> **Task to complete**: Beneath this instruction is a listing; print exactly the lines in it starting at the line that contains "and sign-in payloads." and going through the line that contains "pub const URL_SYMBOLS_SUGGEST: &str".

> **Provided data**:

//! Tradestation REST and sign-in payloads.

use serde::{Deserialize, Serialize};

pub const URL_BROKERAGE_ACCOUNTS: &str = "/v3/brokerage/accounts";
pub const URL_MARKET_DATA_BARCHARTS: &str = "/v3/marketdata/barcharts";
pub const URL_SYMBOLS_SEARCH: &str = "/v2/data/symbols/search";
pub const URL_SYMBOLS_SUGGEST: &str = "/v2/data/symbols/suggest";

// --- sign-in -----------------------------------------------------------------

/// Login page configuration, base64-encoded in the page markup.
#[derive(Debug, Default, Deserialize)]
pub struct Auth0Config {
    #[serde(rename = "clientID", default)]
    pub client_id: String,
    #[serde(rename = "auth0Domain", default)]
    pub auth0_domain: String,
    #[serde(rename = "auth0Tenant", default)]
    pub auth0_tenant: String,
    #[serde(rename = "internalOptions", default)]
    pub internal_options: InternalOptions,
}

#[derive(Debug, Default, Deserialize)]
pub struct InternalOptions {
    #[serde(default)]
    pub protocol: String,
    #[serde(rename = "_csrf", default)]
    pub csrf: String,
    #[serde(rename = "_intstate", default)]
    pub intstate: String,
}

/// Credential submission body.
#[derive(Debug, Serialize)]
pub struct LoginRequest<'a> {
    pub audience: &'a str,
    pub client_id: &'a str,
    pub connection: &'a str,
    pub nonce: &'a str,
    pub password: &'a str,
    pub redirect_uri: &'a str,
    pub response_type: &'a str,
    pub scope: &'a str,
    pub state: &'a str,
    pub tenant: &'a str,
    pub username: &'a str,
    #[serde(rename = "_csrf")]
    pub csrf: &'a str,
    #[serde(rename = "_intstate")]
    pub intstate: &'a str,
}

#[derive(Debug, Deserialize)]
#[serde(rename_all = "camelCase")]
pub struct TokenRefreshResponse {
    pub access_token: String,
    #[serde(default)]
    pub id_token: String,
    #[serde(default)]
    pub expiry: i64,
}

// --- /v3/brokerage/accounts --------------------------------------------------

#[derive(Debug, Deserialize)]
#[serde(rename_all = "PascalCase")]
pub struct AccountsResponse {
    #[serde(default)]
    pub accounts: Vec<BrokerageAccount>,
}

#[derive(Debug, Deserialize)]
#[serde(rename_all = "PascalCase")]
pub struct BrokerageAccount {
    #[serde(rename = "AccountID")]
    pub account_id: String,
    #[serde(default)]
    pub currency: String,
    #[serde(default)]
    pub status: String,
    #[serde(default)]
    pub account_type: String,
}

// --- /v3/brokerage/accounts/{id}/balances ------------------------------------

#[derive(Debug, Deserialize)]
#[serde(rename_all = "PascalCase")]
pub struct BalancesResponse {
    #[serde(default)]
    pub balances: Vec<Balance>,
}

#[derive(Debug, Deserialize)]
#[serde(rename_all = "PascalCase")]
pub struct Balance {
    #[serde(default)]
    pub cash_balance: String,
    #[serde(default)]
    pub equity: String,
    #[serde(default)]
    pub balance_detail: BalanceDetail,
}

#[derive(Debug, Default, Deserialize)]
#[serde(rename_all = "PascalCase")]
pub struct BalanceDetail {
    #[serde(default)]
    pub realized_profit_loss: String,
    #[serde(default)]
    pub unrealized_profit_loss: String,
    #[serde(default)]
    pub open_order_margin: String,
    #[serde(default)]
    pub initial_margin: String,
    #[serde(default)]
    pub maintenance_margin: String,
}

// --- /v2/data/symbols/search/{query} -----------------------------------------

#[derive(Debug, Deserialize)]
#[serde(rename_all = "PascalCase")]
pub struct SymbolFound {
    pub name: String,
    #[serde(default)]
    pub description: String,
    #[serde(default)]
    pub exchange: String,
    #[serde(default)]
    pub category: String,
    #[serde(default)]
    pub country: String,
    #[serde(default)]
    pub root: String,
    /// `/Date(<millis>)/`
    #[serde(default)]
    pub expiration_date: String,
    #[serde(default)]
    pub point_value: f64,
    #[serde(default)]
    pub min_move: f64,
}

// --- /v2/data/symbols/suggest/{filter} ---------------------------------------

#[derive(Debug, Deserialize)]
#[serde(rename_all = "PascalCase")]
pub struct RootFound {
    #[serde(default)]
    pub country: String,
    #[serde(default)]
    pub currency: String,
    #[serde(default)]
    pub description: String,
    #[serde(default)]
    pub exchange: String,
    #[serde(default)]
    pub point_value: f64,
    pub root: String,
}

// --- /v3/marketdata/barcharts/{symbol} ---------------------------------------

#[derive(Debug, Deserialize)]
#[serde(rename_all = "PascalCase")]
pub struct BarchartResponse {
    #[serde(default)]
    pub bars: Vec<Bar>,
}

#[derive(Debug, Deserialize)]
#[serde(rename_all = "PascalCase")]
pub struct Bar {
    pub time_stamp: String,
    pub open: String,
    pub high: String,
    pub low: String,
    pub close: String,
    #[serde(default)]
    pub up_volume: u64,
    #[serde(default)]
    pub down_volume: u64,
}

...

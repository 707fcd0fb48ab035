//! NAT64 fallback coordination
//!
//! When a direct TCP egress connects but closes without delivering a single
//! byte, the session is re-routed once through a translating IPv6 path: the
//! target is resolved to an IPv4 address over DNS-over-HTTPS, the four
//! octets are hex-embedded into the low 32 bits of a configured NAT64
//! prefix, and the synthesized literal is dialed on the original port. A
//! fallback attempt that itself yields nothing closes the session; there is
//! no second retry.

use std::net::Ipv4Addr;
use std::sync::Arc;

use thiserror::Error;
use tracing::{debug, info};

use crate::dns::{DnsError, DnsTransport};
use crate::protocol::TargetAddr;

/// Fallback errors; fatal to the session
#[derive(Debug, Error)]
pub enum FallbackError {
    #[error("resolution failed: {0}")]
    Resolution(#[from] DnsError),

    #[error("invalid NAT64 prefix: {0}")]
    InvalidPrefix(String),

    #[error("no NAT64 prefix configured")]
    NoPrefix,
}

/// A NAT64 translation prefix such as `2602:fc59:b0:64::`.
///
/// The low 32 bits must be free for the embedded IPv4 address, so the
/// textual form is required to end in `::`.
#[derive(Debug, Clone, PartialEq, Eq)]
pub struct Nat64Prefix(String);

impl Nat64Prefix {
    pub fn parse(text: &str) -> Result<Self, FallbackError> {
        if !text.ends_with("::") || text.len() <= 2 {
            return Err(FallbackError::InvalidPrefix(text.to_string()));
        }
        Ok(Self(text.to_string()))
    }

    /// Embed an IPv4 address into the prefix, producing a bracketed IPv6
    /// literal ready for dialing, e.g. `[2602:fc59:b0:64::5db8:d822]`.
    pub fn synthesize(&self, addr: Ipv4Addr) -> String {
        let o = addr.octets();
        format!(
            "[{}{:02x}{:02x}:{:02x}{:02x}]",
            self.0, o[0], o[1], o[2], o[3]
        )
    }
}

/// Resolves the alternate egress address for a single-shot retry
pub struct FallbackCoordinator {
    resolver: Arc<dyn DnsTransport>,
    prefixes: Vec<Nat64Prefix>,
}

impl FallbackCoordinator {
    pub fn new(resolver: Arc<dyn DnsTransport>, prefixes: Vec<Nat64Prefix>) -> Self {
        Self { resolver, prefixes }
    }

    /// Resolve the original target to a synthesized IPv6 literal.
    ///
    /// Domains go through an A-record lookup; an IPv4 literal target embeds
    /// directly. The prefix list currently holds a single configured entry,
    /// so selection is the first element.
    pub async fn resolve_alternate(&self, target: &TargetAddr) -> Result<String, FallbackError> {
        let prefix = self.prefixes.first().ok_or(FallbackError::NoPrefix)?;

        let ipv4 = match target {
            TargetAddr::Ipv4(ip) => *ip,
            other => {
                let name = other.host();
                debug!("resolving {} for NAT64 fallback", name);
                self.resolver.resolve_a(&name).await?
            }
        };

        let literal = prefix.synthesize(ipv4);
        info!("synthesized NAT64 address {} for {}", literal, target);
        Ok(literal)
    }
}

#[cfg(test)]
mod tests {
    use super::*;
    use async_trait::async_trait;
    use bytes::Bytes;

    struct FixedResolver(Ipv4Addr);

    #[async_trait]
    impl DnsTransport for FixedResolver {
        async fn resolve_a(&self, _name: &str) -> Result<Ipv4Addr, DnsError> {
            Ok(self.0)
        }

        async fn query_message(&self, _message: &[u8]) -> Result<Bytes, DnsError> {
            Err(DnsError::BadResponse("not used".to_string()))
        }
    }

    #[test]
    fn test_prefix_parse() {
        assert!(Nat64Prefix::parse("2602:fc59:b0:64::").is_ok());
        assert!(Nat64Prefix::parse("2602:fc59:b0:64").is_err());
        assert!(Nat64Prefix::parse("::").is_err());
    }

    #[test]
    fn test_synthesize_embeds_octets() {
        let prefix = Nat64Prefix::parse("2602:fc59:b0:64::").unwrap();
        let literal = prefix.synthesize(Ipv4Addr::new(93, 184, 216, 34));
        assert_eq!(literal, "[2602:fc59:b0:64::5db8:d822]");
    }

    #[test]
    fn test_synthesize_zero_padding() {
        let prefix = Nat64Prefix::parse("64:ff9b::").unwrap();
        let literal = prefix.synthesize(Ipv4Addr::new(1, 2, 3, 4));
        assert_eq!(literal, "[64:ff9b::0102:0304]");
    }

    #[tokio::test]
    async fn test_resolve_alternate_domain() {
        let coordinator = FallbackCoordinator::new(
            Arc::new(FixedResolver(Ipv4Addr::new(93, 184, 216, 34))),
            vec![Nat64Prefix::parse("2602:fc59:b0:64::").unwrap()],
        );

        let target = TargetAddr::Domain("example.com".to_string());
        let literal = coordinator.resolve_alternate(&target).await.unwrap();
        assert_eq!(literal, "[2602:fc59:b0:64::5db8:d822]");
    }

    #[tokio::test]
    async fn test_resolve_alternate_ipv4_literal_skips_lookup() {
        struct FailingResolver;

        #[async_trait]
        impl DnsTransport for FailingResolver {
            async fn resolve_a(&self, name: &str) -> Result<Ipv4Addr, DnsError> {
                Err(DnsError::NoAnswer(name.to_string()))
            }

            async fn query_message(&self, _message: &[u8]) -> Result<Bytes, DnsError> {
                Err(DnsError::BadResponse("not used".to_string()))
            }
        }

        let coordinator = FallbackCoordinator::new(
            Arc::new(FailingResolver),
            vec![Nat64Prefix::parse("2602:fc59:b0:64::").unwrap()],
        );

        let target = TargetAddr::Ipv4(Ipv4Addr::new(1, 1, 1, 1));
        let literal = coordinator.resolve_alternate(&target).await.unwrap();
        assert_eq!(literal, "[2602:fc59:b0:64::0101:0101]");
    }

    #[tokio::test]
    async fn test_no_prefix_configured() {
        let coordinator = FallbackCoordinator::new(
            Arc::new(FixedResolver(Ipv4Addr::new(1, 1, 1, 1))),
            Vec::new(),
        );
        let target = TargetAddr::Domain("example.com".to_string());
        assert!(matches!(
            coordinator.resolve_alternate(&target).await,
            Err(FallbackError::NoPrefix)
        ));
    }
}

> **Output for this exercise**:
//! Tradestation REST and sign-in payloads.

use serde::{Deserialize, Serialize};

pub const URL_BROKERAGE_ACCOUNTS: &str = "/v3/brokerage/accounts";
pub const URL_MARKET_DATA_BARCHARTS: &str = "/v3/marketdata/barcharts";
pub const URL_SYMBOLS_SEARCH: &str = "/v2/data/symbols/search";
pub const URL_SYMBOLS_SUGGEST: &str = "/v2/data/symbols/suggest";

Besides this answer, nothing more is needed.